Economists tells us that the only true or virgin wealth a nation has is what is pumped or mined out of the ground and what the farmer and rancher produces with their skill using sunlight, water and soil.

The wealth you pump or mine from the ground will some day be used up, but with recycling and good farm and ranch management, the wealth grown from the soil can be renewable forever and ever.

Recycling organics or recycling anything, for that matter, is creating new wealth. New wealth is what sets an economy in motion. Everything else is buying or selling a service.

In a natural environment, there is no waste. Nature designed a system of life that is never ending. One form of life dies and decays so that another form can be born and grow. The circle continues in perfect harmony, as along as Nature is allowed to control the process. Like all laws of Nature, recycling is a positive law. Still, we continue to seriously violate that law by constantly breaking the cycle. If we do not return the depleted life to the soil so that it can nourish the next generation, sooner or later we will suffer the consequences. As the soil organic content goes down, the quality of the soil declines and the life it supports is pulled down along with it.

The biggest problems facing mankind today are eroding soils and water shortages. Both are caused by the loss of soil organic matter. As the soil organic content decreases, the less water the soil can hold and the less rain can penetrate. The result is more runoff, bigger floods, more soil erosion, and dryer soils. That requires pumping more water from falling aquifers.

Because of declining soil organic matter, Earth is gaining up to 10,000,000 acres of desert each year. Mexico, our neighbor to the South, gains over a half-million acres of desert every year. More than 60 percent of Mexico's farmland is severely degraded and another 30 percent is in varying stages of ecological decay.

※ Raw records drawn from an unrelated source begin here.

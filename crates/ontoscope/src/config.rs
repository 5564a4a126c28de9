//! Configuration types for the Ontoscope engine.
//!
//! This module provides configuration structures that control layout,
//! camera framing and identifier resolution. All types implement
//! [`serde::Deserialize`] for flexible loading from external sources.
//!
//! # Overview
//!
//! - [`AppConfig`] - Top-level configuration combining every section.
//! - [`LayoutConfig`] - Circle layout parameters.
//! - [`CameraConfig`] - The canonical camera framing used when entering a class.
//! - [`ResolveConfig`] - The ranked identifier matching strategies.
//!
//! # Example
//!
//! ```
//! # use ontoscope::config::AppConfig;
//! let config = AppConfig::default();
//! assert_eq!(config.layout().min_circle_radius(), 30.0);
//! assert_eq!(config.resolve().strategies().len(), 3);
//! ```

use serde::Deserialize;

use ontoscope_core::geometry::Vec3;

use crate::{navigation::CameraState, resolve::MatchStrategy};

/// Top-level configuration combining every section.
#[derive(Debug, Clone, Default, Deserialize)]
pub struct AppConfig {
    /// Layout configuration section.
    #[serde(default)]
    layout: LayoutConfig,

    /// Camera configuration section.
    #[serde(default)]
    camera: CameraConfig,

    /// Identifier resolution section.
    #[serde(default)]
    resolve: ResolveConfig,
}

impl AppConfig {
    /// Creates a new [`AppConfig`] from its sections.
    pub fn new(layout: LayoutConfig, camera: CameraConfig, resolve: ResolveConfig) -> Self {
        Self {
            layout,
            camera,
            resolve,
        }
    }

    /// Returns the layout configuration.
    pub fn layout(&self) -> &LayoutConfig {
        &self.layout
    }

    /// Returns the camera configuration.
    pub fn camera(&self) -> &CameraConfig {
        &self.camera
    }

    /// Returns the identifier resolution configuration.
    pub fn resolve(&self) -> &ResolveConfig {
        &self.resolve
    }
}

/// Parameters of the circle layout.
///
/// `n > 1` classes are placed on a circle of radius
/// `max(min_circle_radius, n × spacing_per_class)`.
#[derive(Debug, Clone, Deserialize)]
#[serde(default)]
pub struct LayoutConfig {
    min_circle_radius: f32,
    spacing_per_class: f32,
}

impl LayoutConfig {
    pub fn new(min_circle_radius: f32, spacing_per_class: f32) -> Self {
        Self {
            min_circle_radius,
            spacing_per_class,
        }
    }

    pub fn min_circle_radius(&self) -> f32 {
        self.min_circle_radius
    }

    pub fn spacing_per_class(&self) -> f32 {
        self.spacing_per_class
    }
}

impl Default for LayoutConfig {
    fn default() -> Self {
        Self {
            min_circle_radius: 30.0,
            spacing_per_class: 5.0,
        }
    }
}

/// Canonical camera framing, applied whenever a class scope is entered.
#[derive(Debug, Clone, Deserialize)]
#[serde(default)]
pub struct CameraConfig {
    position: Vec3,
    target: Vec3,
}

impl CameraConfig {
    pub fn new(position: Vec3, target: Vec3) -> Self {
        Self { position, target }
    }

    /// The camera state this framing describes.
    pub fn default_state(&self) -> CameraState {
        CameraState::new(self.position, self.target)
    }
}

impl Default for CameraConfig {
    fn default() -> Self {
        Self {
            position: Vec3::new(0.0, 60.0, 160.0),
            target: Vec3::ZERO,
        }
    }
}

/// Ranked strategies used to match references against visible classes.
///
/// Strategies are tried in order; the first one producing any match wins.
/// An empty list disables matching entirely, so nothing resolves.
#[derive(Debug, Clone, Deserialize)]
#[serde(default)]
pub struct ResolveConfig {
    strategies: Vec<MatchStrategy>,
}

impl ResolveConfig {
    pub fn new(strategies: Vec<MatchStrategy>) -> Self {
        Self { strategies }
    }

    /// Exact matching only.
    pub fn strict() -> Self {
        Self::new(vec![MatchStrategy::Exact])
    }

    pub fn strategies(&self) -> &[MatchStrategy] {
        &self.strategies
    }
}

impl Default for ResolveConfig {
    fn default() -> Self {
        Self {
            strategies: vec![
                MatchStrategy::Exact,
                MatchStrategy::TrailingSeparator,
                MatchStrategy::LocalName,
            ],
        }
    }
}

#[cfg(test)]
mod tests {
    use super::*;

    #[test]
    fn test_default_layout() {
        let layout = LayoutConfig::default();
        assert_eq!(layout.min_circle_radius(), 30.0);
        assert_eq!(layout.spacing_per_class(), 5.0);
    }

    #[test]
    fn test_default_camera_framing() {
        let state = CameraConfig::default().default_state();
        assert_eq!(state.position(), Vec3::new(0.0, 60.0, 160.0));
        assert_eq!(state.target(), Vec3::ZERO);
    }

    #[test]
    fn test_default_resolve_order() {
        let resolve = ResolveConfig::default();
        assert_eq!(
            resolve.strategies(),
            [
                MatchStrategy::Exact,
                MatchStrategy::TrailingSeparator,
                MatchStrategy::LocalName
            ]
        );
        assert_eq!(ResolveConfig::strict().strategies(), [MatchStrategy::Exact]);
    }
}
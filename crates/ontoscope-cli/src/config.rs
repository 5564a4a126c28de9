//! Configuration file loading for the CLI
//!
//! This module handles finding and loading TOML configuration files
//! from various locations (explicit path, local directory, system directory).

use std::{
    fs,
    path::{Path, PathBuf},
};

use directories::ProjectDirs;
use log::{debug, info};
use thiserror::Error;

use ontoscope::{OntoscopeError, config::AppConfig};

/// Configuration-related errors for CLI
#[derive(Debug, Error)]
pub enum ConfigError {
    #[error("Failed to parse TOML configuration: {0}")]
    Parse(String),

    #[error("Missing configuration file: {0}")]
    MissingFile(PathBuf),

    #[error("Validation error: {0}")]
    Validation(String),
}

impl From<ConfigError> for OntoscopeError {
    fn from(err: ConfigError) -> Self {
        OntoscopeError::Config(err.to_string())
    }
}

/// Find and load configuration from various locations
///
/// Search order:
/// 1. Explicit path if provided
/// 2. Local project directory (ontoscope/config.toml)
/// 3. Platform-specific config directory
/// 4. Default config if none found
///
/// # Errors
///
/// Returns error if:
/// - Explicit path is provided but file doesn't exist
/// - Config file exists but cannot be parsed or fails validation
pub fn load_config(explicit_path: Option<impl AsRef<Path>>) -> Result<AppConfig, OntoscopeError> {
    if let Some(path) = explicit_path {
        let path = path.as_ref();
        info!(path = path.display().to_string(); "Loading configuration from explicit path");
        return load_config_file(path);
    }

    let local_config = Path::new("ontoscope/config.toml");
    if local_config.exists() {
        info!(path = local_config.display().to_string(); "Loading configuration from local path");
        return load_config_file(local_config);
    }

    if let Some(proj_dirs) = ProjectDirs::from("com", "ontoscope", "ontoscope") {
        let system_config = proj_dirs.config_dir().join("config.toml");

        if system_config.exists() {
            info!(path = system_config.display().to_string(); "Loading configuration from system path");
            return load_config_file(system_config);
        }

        debug!(path = system_config.display().to_string(); "System configuration file not found");
    } else {
        debug!("Could not determine platform-specific config directory");
    }

    debug!("No configuration file found, using default configuration");
    Ok(AppConfig::default())
}

/// Load and validate configuration from a TOML file
fn load_config_file(path: impl AsRef<Path>) -> Result<AppConfig, OntoscopeError> {
    let path = path.as_ref();

    if !path.exists() {
        return Err(ConfigError::MissingFile(path.to_path_buf()).into());
    }

    let content = fs::read_to_string(path)?;
    let config: AppConfig =
        toml::from_str(&content).map_err(|e| ConfigError::Parse(e.to_string()))?;
    validate(&config)?;

    Ok(config)
}

fn validate(config: &AppConfig) -> Result<(), ConfigError> {
    let layout = config.layout();
    let min_radius = layout.min_circle_radius();
    if !min_radius.is_finite() || min_radius < 0.0 {
        return Err(ConfigError::Validation(
            "layout.min_circle_radius must not be negative".to_string(),
        ));
    }
    let spacing = layout.spacing_per_class();
    if !spacing.is_finite() || spacing <= 0.0 {
        return Err(ConfigError::Validation(
            "layout.spacing_per_class must be positive".to_string(),
        ));
    }
    if config.resolve().strategies().is_empty() {
        return Err(ConfigError::Validation(
            "resolve.strategies must name at least one strategy".to_string(),
        ));
    }
    Ok(())
}

#[cfg(test)]
mod tests {
    use tempfile::tempdir;

    use super::*;

    #[test]
    fn test_explicit_path_loaded() {
        let dir = tempdir().expect("temp dir");
        let path = dir.path().join("config.toml");
        fs::write(&path, "[layout]\nmin_circle_radius = 12.0\n").expect("write config");

        let config = load_config(Some(&path)).expect("config loads");
        assert_eq!(config.layout().min_circle_radius(), 12.0);
        assert_eq!(config.layout().spacing_per_class(), 5.0);
    }

    #[test]
    fn test_missing_explicit_path() {
        let dir = tempdir().expect("temp dir");
        let result = load_config(Some(dir.path().join("absent.toml")));
        assert!(matches!(result, Err(OntoscopeError::Config(_))));
    }

    #[test]
    fn test_invalid_toml() {
        let dir = tempdir().expect("temp dir");
        let path = dir.path().join("config.toml");
        fs::write(&path, "[layout\n").expect("write config");

        let result = load_config(Some(&path));
        assert!(matches!(result, Err(OntoscopeError::Config(msg)) if msg.contains("parse")));
    }

    #[test]
    fn test_empty_strategy_list_rejected() {
        let dir = tempdir().expect("temp dir");
        let path = dir.path().join("config.toml");
        fs::write(&path, "[resolve]\nstrategies = []\n").expect("write config");

        let result = load_config(Some(&path));
        assert!(matches!(result, Err(OntoscopeError::Config(msg)) if msg.contains("strategies")));
    }
}
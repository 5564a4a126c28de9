//! Command-line argument definitions for the Ontoscope CLI.
//!
//! This module defines the [`Args`] structure parsed from the command line
//! using [`clap`]. Besides input/output and logging, the arguments script a
//! short navigation session: classes to enter, levels to climb back out and
//! entities to select or hover before the scene is printed.

use clap::Parser;

/// Command-line arguments for the Ontoscope scene inspector
#[derive(Parser, Debug, Default)]
#[command(author, version, about, long_about = None)]
pub struct Args {
    /// Path to the store snapshot (TOML)
    #[arg(help = "Path to the store snapshot")]
    pub input: String,

    /// Write the scene listing to this file instead of stdout
    #[arg(short, long)]
    pub output: Option<String>,

    /// Path to configuration file (TOML)
    #[arg(short, long)]
    pub config: Option<String>,

    /// Class to drill into; repeat to go deeper
    #[arg(short, long = "enter", value_name = "ID")]
    pub enter: Vec<String>,

    /// Number of levels to climb back out after entering
    #[arg(long, default_value_t = 0)]
    pub exit: usize,

    /// Entity to select, as KIND:ID (kind is class, relationship or interface)
    #[arg(short, long = "select", value_name = "KIND:ID")]
    pub select: Vec<String>,

    /// Entity to hover, as KIND:ID
    #[arg(long, value_name = "KIND:ID")]
    pub hover: Option<String>,

    /// Seed for interface port placement
    #[arg(long)]
    pub seed: Option<u64>,

    /// Log level (off, error, warn, info, debug, trace)
    #[arg(long, default_value = "info")]
    pub log_level: String,
}
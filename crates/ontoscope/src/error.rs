//! Error types for Ontoscope operations.
//!
//! Nothing in the synchronization engine is fatal. Most of these types are
//! *reported* rather than propagated: extraction collects [`ResourceError`]s,
//! scene synchronization collects [`UnresolvedReference`]s, and the session
//! logs [`NavigationError`]s and carries on. [`OntoscopeError`] is only
//! returned from setup paths: loading a snapshot, reading configuration and
//! parsing scripted commands.

use std::io;

use thiserror::Error;

use ontoscope_core::{entity::EntityKind, identifier::Id};

/// The main error type for fallible Ontoscope setup operations.
#[derive(Debug, Error)]
pub enum OntoscopeError {
    #[error("I/O error: {0}")]
    Io(#[from] io::Error),

    #[error("Store error: {0}")]
    Store(#[from] StoreError),

    #[error("Configuration error: {0}")]
    Config(String),

    #[error("Invalid command: {0}")]
    Command(String),
}

/// A failure reported by a [`Store`](crate::store::Store) implementation.
#[derive(Debug, Clone, Error)]
pub enum StoreError {
    #[error("query `{query}` failed: {reason}")]
    Query { query: String, reason: String },

    #[error("invalid store snapshot: {0}")]
    Snapshot(String),
}

impl StoreError {
    /// Create a `Query` error for the named query.
    pub fn query(query: impl Into<String>, reason: impl Into<String>) -> Self {
        Self::Query {
            query: query.into(),
            reason: reason.into(),
        }
    }
}

/// One malformed store resource, skipped during extraction.
#[derive(Debug, Clone, PartialEq, Eq, Error)]
#[error("resource `{resource}` skipped: {reason}")]
pub struct ResourceError {
    resource: String,
    reason: String,
}

impl ResourceError {
    pub fn new(resource: impl Into<String>, reason: impl Into<String>) -> Self {
        Self {
            resource: resource.into(),
            reason: reason.into(),
        }
    }

    /// The raw store identifier of the skipped resource.
    pub fn resource(&self) -> &str {
        &self.resource
    }

    pub fn reason(&self) -> &str {
        &self.reason
    }
}

/// A relationship endpoint or interface owner that is not a visible class.
///
/// The entity is left out of the current scene only; the next pass tries
/// again.
#[derive(Debug, Clone, Copy, PartialEq, Eq, Error)]
#[error("{kind} `{entity}` references `{reference}`, which is not a visible class")]
pub struct UnresolvedReference {
    kind: EntityKind,
    entity: Id,
    reference: Id,
}

impl UnresolvedReference {
    pub fn new(kind: EntityKind, entity: Id, reference: Id) -> Self {
        Self {
            kind,
            entity,
            reference,
        }
    }

    pub fn kind(&self) -> EntityKind {
        self.kind
    }

    pub fn entity(&self) -> Id {
        self.entity
    }

    pub fn reference(&self) -> Id {
        self.reference
    }
}

/// Rejected navigation commands.
#[derive(Debug, Clone, Copy, PartialEq, Eq, Error)]
pub enum NavigationError {
    #[error("cannot enter `{0}`: not a known, visible class")]
    UnknownScopeTarget(Id),

    #[error("cannot exit: already at the top level")]
    EmptyStack,
}
//! Ontoscope CLI entry point.

use std::{process, str::FromStr};

use clap::Parser;
use log::{LevelFilter, debug, error, info};

use ontoscope_cli::{Args, error_adapter::ErrorAdapter};

fn main() {
    // Install miette's pretty panic hook early for better panic reports
    miette::set_panic_hook();

    let args = Args::parse();

    let log_level = LevelFilter::from_str(&args.log_level).unwrap_or_else(|_| {
        eprintln!(
            "Invalid log level: {}. Using 'warn' instead.",
            args.log_level
        );
        LevelFilter::Warn
    });

    env_logger::Builder::from_env(env_logger::Env::default())
        .filter_level(log_level)
        .init();

    info!(log_level:?; "Starting Ontoscope");
    debug!(args:?; "Parsed arguments");

    if let Err(err) = ontoscope_cli::run(&args) {
        let reporter = miette::GraphicalReportHandler::new();
        let mut writer = String::new();
        match reporter.render_report(&mut writer, &ErrorAdapter(&err)) {
            Ok(()) => error!("{writer}"),
            Err(_) => error!("{err}"),
        }
        process::exit(1);
    }

    info!("Completed successfully");
}
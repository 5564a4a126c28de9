//! Notifications emitted by a [`Session`](crate::session::Session).

use std::fmt;

use ontoscope_core::identifier::Id;

/// Something the host loop may want to react to.
///
/// Events are queued in emission order and drained by the host.
#[derive(Debug, Clone, Copy, PartialEq, Eq)]
pub enum SceneEvent {
    /// A new entity graph was published.
    GraphUpdated { epoch: u64 },
    /// A synchronization pass finished.
    SceneUpdated { created: usize, disposed: usize },
    ScopeEntered(Id),
    ScopeExited(Id),
}

impl fmt::Display for SceneEvent {
    fn fmt(&self, f: &mut fmt::Formatter<'_>) -> fmt::Result {
        match self {
            SceneEvent::GraphUpdated { epoch } => write!(f, "graph-updated (epoch {epoch})"),
            SceneEvent::SceneUpdated { created, disposed } => {
                write!(f, "scene-updated (+{created} -{disposed})")
            }
            SceneEvent::ScopeEntered(id) => write!(f, "scope-entered {id}"),
            SceneEvent::ScopeExited(id) => write!(f, "scope-exited {id}"),
        }
    }
}
//! Ontoscope - navigable 3D views of semantic graphs.
//!
//! Extraction, layout and scene synchronization for a store of typed
//! resources. Classes and instances become spheres, relationship
//! definitions become labeled connectors and interface descriptors become
//! ports on their owner's surface. The user can drill into a class to see
//! only its direct subclasses and climb back out again.
//!
//! The engine sits between two collaborators it only knows through traits:
//! a [`store::Store`] it reads from and a [`scene::Renderer`] it drives.
//! [`Session`] wires everything together.

pub mod config;
pub mod event;
pub mod extract;
pub mod layout;
pub mod navigation;
pub mod resolve;
pub mod scene;
pub mod selection;
pub mod store;

mod error;
mod session;

pub use ontoscope_core::{entity, geometry, graph, identifier};

pub use error::{NavigationError, OntoscopeError, ResourceError, StoreError, UnresolvedReference};
pub use session::Session;
//! Reconciliation of visual handles against the entity graph.
//!
//! The [`SceneSynchronizer`] owns one [`VisualHandle`] per visible entity.
//! Each [`sync`](SceneSynchronizer::sync) pass computes the set of entities
//! that should be visible for the current graph and scope, disposes every
//! handle that is no longer wanted, then creates the missing ones. A pass
//! with no change since the previous one touches nothing.
//!
//! # Visibility
//!
//! - Top level: every class.
//! - Inside class `c`: the direct subclasses of `c` only.
//! - A relationship: both endpoints resolve to visible classes.
//! - An interface: its owner resolves to a visible class.
//!
//! References are matched through a [`Resolver`]. A reference that does not
//! resolve keeps its entity out of the scene for this pass only.

use indexmap::{IndexMap, IndexSet};
use log::{debug, trace, warn};

use ontoscope_core::{
    entity::{ClassEntity, EntityKey, EntityKind, InterfaceEntity, RelationshipEntity},
    graph::EntityGraph,
    identifier::Id,
};

use crate::{error::UnresolvedReference, navigation::Scope, resolve::Resolver};

/// Borrowed view of one visible entity, handed to the [`Renderer`].
///
/// Relationships and interfaces come with the visible classes they attach
/// to, already resolved.
#[derive(Debug, Clone, Copy)]
pub enum EntityRef<'a> {
    Class(&'a ClassEntity),
    Relationship {
        entity: &'a RelationshipEntity,
        source: &'a ClassEntity,
        target: &'a ClassEntity,
    },
    Interface {
        entity: &'a InterfaceEntity,
        owner: &'a ClassEntity,
    },
}

impl EntityRef<'_> {
    pub fn key(&self) -> EntityKey {
        match self {
            EntityRef::Class(class) => EntityKey::class(class.id()),
            EntityRef::Relationship { entity, .. } => EntityKey::relationship(entity.id()),
            EntityRef::Interface { entity, .. } => EntityKey::interface(entity.id()),
        }
    }

    pub fn label(&self) -> &str {
        match self {
            EntityRef::Class(class) => class.label(),
            EntityRef::Relationship { entity, .. } => entity.label(),
            EntityRef::Interface { entity, .. } => entity.label(),
        }
    }

    pub fn is_selected(&self) -> bool {
        match self {
            EntityRef::Class(class) => class.is_selected(),
            EntityRef::Relationship { entity, .. } => entity.is_selected(),
            EntityRef::Interface { entity, .. } => entity.is_selected(),
        }
    }

    pub fn is_hovered(&self) -> bool {
        match self {
            EntityRef::Class(class) => class.is_hovered(),
            EntityRef::Relationship { entity, .. } => entity.is_hovered(),
            EntityRef::Interface { entity, .. } => entity.is_hovered(),
        }
    }
}

/// The rendering collaborator.
///
/// Implementations own the graphical resources behind each handle.
pub trait Renderer {
    /// Rendering-side resource for one visible entity.
    type Handle;

    fn create_visual_handle(&mut self, entity: EntityRef<'_>) -> Self::Handle;

    fn dispose_visual_handle(&mut self, handle: Self::Handle);

    /// Brings an existing handle up to date with `entity`.
    fn refresh_visual_handle(&mut self, handle: &mut Self::Handle, entity: EntityRef<'_>);
}

/// The visible classes an entity is attached to.
#[derive(Debug, Clone, Copy, PartialEq, Eq)]
pub enum Anchor {
    None,
    Endpoints { source: Id, target: Id },
    Owner(Id),
}

/// One visible entity's rendering resource, tagged with the entity it
/// belongs to.
#[derive(Debug)]
pub struct VisualHandle<H> {
    key: EntityKey,
    anchor: Anchor,
    resource: H,
}

impl<H> VisualHandle<H> {
    pub fn key(&self) -> EntityKey {
        self.key
    }

    pub fn anchor(&self) -> Anchor {
        self.anchor
    }

    pub fn resource(&self) -> &H {
        &self.resource
    }
}

/// Counts and skipped references of one synchronization pass.
#[derive(Debug, Clone, Default, PartialEq)]
pub struct SyncReport {
    pub created: usize,
    pub disposed: usize,
    pub refreshed: usize,
    pub unresolved: Vec<UnresolvedReference>,
}

impl SyncReport {
    /// `true` if the pass did not call the renderer at all.
    pub fn is_noop(&self) -> bool {
        self.created == 0 && self.disposed == 0 && self.refreshed == 0
    }
}

/// The classes visible in `scope`, in graph order.
///
/// Inside a class that is missing from `graph` nothing is visible.
pub fn visible_classes(graph: &EntityGraph, scope: Scope) -> IndexSet<Id> {
    match scope {
        Scope::TopLevel => graph.classes().keys().copied().collect(),
        Scope::InsideClass(id) => match graph.class(id) {
            Some(class) => class
                .subclasses()
                .iter()
                .copied()
                .filter(|sub| graph.contains_class(*sub))
                .collect(),
            None => {
                warn!(scope:% = id; "Scope class is not part of the current graph");
                IndexSet::new()
            }
        },
    }
}

/// Desired handles for one pass, keyed in creation order.
struct ScenePlan {
    wanted: IndexMap<EntityKey, Anchor>,
    unresolved: Vec<UnresolvedReference>,
}

fn plan(graph: &EntityGraph, scope: Scope, resolver: &Resolver) -> ScenePlan {
    let visible = visible_classes(graph, scope);
    let mut wanted: IndexMap<EntityKey, Anchor> = visible
        .iter()
        .map(|&id| (EntityKey::class(id), Anchor::None))
        .collect();
    let mut unresolved = Vec::new();

    for relationship in graph.relationships().values() {
        let source = resolver.resolve(relationship.source(), &visible);
        let target = resolver.resolve(relationship.target(), &visible);
        match (source, target) {
            (Some(source), Some(target)) => {
                wanted.insert(
                    EntityKey::relationship(relationship.id()),
                    Anchor::Endpoints {
                        source: source.id(),
                        target: target.id(),
                    },
                );
            }
            (source, _) => {
                let missing = if source.is_none() {
                    relationship.source()
                } else {
                    relationship.target()
                };
                unresolved.push(UnresolvedReference::new(
                    EntityKind::Relationship,
                    relationship.id(),
                    missing,
                ));
            }
        }
    }

    for interface in graph.interfaces().values() {
        match resolver.resolve(interface.owner(), &visible) {
            Some(owner) => {
                wanted.insert(EntityKey::interface(interface.id()), Anchor::Owner(owner.id()));
            }
            None => unresolved.push(UnresolvedReference::new(
                EntityKind::Interface,
                interface.id(),
                interface.owner(),
            )),
        }
    }

    ScenePlan { wanted, unresolved }
}

/// Builds the renderer view of `key`, or `None` if the entity or one of its
/// anchors is missing from `graph`.
fn entity_ref(graph: &EntityGraph, key: EntityKey, anchor: Anchor) -> Option<EntityRef<'_>> {
    match (key.kind(), anchor) {
        (EntityKind::Class, _) => graph.class(key.id()).map(EntityRef::Class),
        (EntityKind::Relationship, Anchor::Endpoints { source, target }) => {
            Some(EntityRef::Relationship {
                entity: graph.relationship(key.id())?,
                source: graph.class(source)?,
                target: graph.class(target)?,
            })
        }
        (EntityKind::Interface, Anchor::Owner(owner)) => Some(EntityRef::Interface {
            entity: graph.interface(key.id())?,
            owner: graph.class(owner)?,
        }),
        _ => None,
    }
}

/// Keeps the set of visual handles in step with the graph and scope.
#[derive(Debug)]
pub struct SceneSynchronizer<H> {
    handles: IndexMap<EntityKey, VisualHandle<H>>,
    last_pass: Option<(u64, Scope)>,
}

impl<H> Default for SceneSynchronizer<H> {
    fn default() -> Self {
        Self {
            handles: IndexMap::new(),
            last_pass: None,
        }
    }
}

impl<H> SceneSynchronizer<H> {
    pub fn new() -> Self {
        Self::default()
    }

    /// Current handles, in creation order.
    pub fn handles(&self) -> impl Iterator<Item = &VisualHandle<H>> {
        self.handles.values()
    }

    pub fn handle(&self, key: EntityKey) -> Option<&VisualHandle<H>> {
        self.handles.get(&key)
    }

    pub fn contains(&self, key: EntityKey) -> bool {
        self.handles.contains_key(&key)
    }

    pub fn len(&self) -> usize {
        self.handles.len()
    }

    pub fn is_empty(&self) -> bool {
        self.handles.is_empty()
    }

    /// Reconciles the handle set with `graph` filtered by `scope`.
    ///
    /// `epoch` identifies the graph; when neither it nor `scope` changed
    /// since the previous pass, surviving handles are left alone.
    pub fn sync<R>(
        &mut self,
        graph: &EntityGraph,
        epoch: u64,
        scope: Scope,
        resolver: &Resolver,
        renderer: &mut R,
    ) -> SyncReport
    where
        R: Renderer<Handle = H>,
    {
        let ScenePlan { wanted, unresolved } = plan(graph, scope, resolver);
        for reference in &unresolved {
            warn!(
                kind:% = reference.kind(),
                entity:% = reference.entity(),
                reference:% = reference.reference();
                "Skipping entity with unresolved reference"
            );
        }

        let changed = self.last_pass != Some((epoch, scope));
        self.last_pass = Some((epoch, scope));

        let mut report = SyncReport {
            unresolved,
            ..SyncReport::default()
        };

        let stale: Vec<EntityKey> = self
            .handles
            .keys()
            .filter(|key| !wanted.contains_key(*key))
            .copied()
            .collect();
        for key in stale {
            if let Some(handle) = self.handles.shift_remove(&key) {
                trace!(key:% = key; "Disposing visual handle");
                renderer.dispose_visual_handle(handle.resource);
                report.disposed += 1;
            }
        }

        for (key, anchor) in wanted {
            let Some(entity) = entity_ref(graph, key, anchor) else {
                continue;
            };
            match self.handles.get_mut(&key) {
                Some(handle) => {
                    if changed || handle.anchor != anchor {
                        handle.anchor = anchor;
                        renderer.refresh_visual_handle(&mut handle.resource, entity);
                        report.refreshed += 1;
                    }
                }
                None => {
                    trace!(key:% = key; "Creating visual handle");
                    let resource = renderer.create_visual_handle(entity);
                    self.handles.insert(
                        key,
                        VisualHandle {
                            key,
                            anchor,
                            resource,
                        },
                    );
                    report.created += 1;
                }
            }
        }

        debug!(
            created = report.created,
            disposed = report.disposed,
            refreshed = report.refreshed,
            unresolved = report.unresolved.len(),
            handles = self.handles.len();
            "Scene synchronized"
        );
        report
    }

    /// Refreshes the single handle of `key`, if it exists.
    ///
    /// Returns `true` if the renderer was called.
    pub fn refresh<R>(&mut self, key: EntityKey, graph: &EntityGraph, renderer: &mut R) -> bool
    where
        R: Renderer<Handle = H>,
    {
        let Some(handle) = self.handles.get_mut(&key) else {
            return false;
        };
        let Some(entity) = entity_ref(graph, key, handle.anchor) else {
            return false;
        };
        renderer.refresh_visual_handle(&mut handle.resource, entity);
        true
    }

    /// Disposes every handle.
    pub fn clear<R>(&mut self, renderer: &mut R) -> usize
    where
        R: Renderer<Handle = H>,
    {
        let count = self.handles.len();
        for (_, handle) in self.handles.drain(..) {
            renderer.dispose_visual_handle(handle.resource);
        }
        self.last_pass = None;
        count
    }
}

Here in this country, the state of California gains 10,000 acres of desert every year. According to soil scientists, much of the farmland across this nation is down to 20 percent and less of its original organic values. Because we lose 3 billion tons of topsoil each year, crop quality and production is falling and irrigation, fertilizer and pesticide needs are going up.

Here in Texas we are not immune to soil loss. Back in 1950, the soil organic content of the Rio Grande valley was 3 percent and higher. Now it is down to .5 percent and less. Older farmers tell us it now takes twice the irrigation water to grow the same crops they grew back then.

Planet Earth is about 74 percent water, but only 3 percent is fresh water and Texas wasn't blessed with very much of that. Our modern farming methods are destroying productive farmland at an alarming rate. Poor (chemical) farming practices bum up soil organic matter faster than Nature can replace it. Many conventional farming methods are not sustainable. Recycling and organic farming can reverse this road to desertification and starvation. Organic farming is sustainable.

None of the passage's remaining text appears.